You can draw plenty of lines from the iPod lineup to what Apple’s doing successfully today

Over the next decade, the iPod's importance at Apple continued to diminish. By 2015, Apple's earnings reports lumped the iPod into a category with the Apple TV, Apple Watch, and third-party accessories. The iPod Touch was the last iPod to be sold in 2022, followed by the iPod Nano and Shuffle.

It's hard to imagine that Apple sold many seventh-gen iPod Touches over the past few years, but there are sure to be a few people that will miss it when I go to my local Apple Store on Tuesday. It was the cheapest new device you could buy from Apple. The entry-level iPad starts at $329 for a 64GB model. The Touch was the last easily pocketable device that Apple sold.
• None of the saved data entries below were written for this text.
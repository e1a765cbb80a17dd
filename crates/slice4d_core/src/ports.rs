//! Collaborator interfaces
//!
//! The core never touches a rendering library or a UI toolkit directly. It
//! drives them through these traits and only holds the opaque handles they
//! hand back.

use crate::compass::Compass;
use crate::projector::Orientation;

/// Opaque handle to an object instantiated by a [`SectionRenderer`]
#[derive(Clone, Copy, Debug, PartialEq, Eq, Hash, PartialOrd, Ord)]
pub struct RenderHandle(u64);

impl RenderHandle {
    pub const fn new(raw: u64) -> Self {
        Self(raw)
    }

    #[inline]
    pub fn raw(&self) -> u64 {
        self.0
    }
}

/// Identifies one section root in the renderer
///
/// Two sections exist at once during a transition: the one disappearing and
/// the one appearing.
#[derive(Clone, Copy, Debug, PartialEq, Eq, Hash, PartialOrd, Ord)]
pub struct SectionId(u64);

impl SectionId {
    pub const fn new(raw: u64) -> Self {
        Self(raw)
    }

    #[inline]
    pub fn raw(&self) -> u64 {
        self.0
    }
}

/// Transition animation played on a section's content
#[derive(Clone, Copy, Debug, PartialEq, Eq, Hash)]
pub enum SectionAnimation {
    Appear,
    Disappear,
}

/// Rendering collaborator
///
/// Positions are local to the section root, in `[right, up, forward]` order.
pub trait SectionRenderer {
    /// Create content under a section root
    fn instantiate(
        &mut self,
        section: SectionId,
        content: &str,
        local_position: [f32; 3],
        orientation: Orientation,
        instant: bool,
    ) -> RenderHandle;

    fn set_visible(&mut self, handle: RenderHandle, visible: bool);

    fn destroy(&mut self, handle: RenderHandle);

    /// Play a transition animation; `instant` skips straight to its end state
    fn animate(&mut self, handle: RenderHandle, animation: SectionAnimation, instant: bool);

    /// Move the player's camera rig to a position in the scene
    fn place_player(&mut self, position: [f32; 3]);

    /// Shift a whole section root
    fn translate_section(&mut self, section: SectionId, delta: [f32; 3]);
}

/// UI collaborator
pub trait Hud {
    /// Show a message panel; the core schedules hiding it itself
    fn show_message(&mut self, text: &str, duration_secs: f32);

    fn hide_message(&mut self);

    /// Called with the new compass after every basis change
    fn update_compass(&mut self, _compass: &Compass) {}
}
The legacy of the iPod is still going strong. You can draw a lot of lines from the iPod lineup to what Apple is doing today, both with its streaming service and Air Pod lineup. Apple named an entire iPod model after video, now it has an Apple TV Plus, and sells the iPhone on its video prowess. Remember the time people wore the iPods as a watch?

The iPhone is Apple's biggest money-maker, even though services, Wearables, and accessories are important to the company. That type of success doesn't come down to any one factor, it happens thanks to a decade-plus-long series of good decisions and solid marketing. Thanks to the success of the iPod, Apple was able to make the iPhone, and a lot of that happened.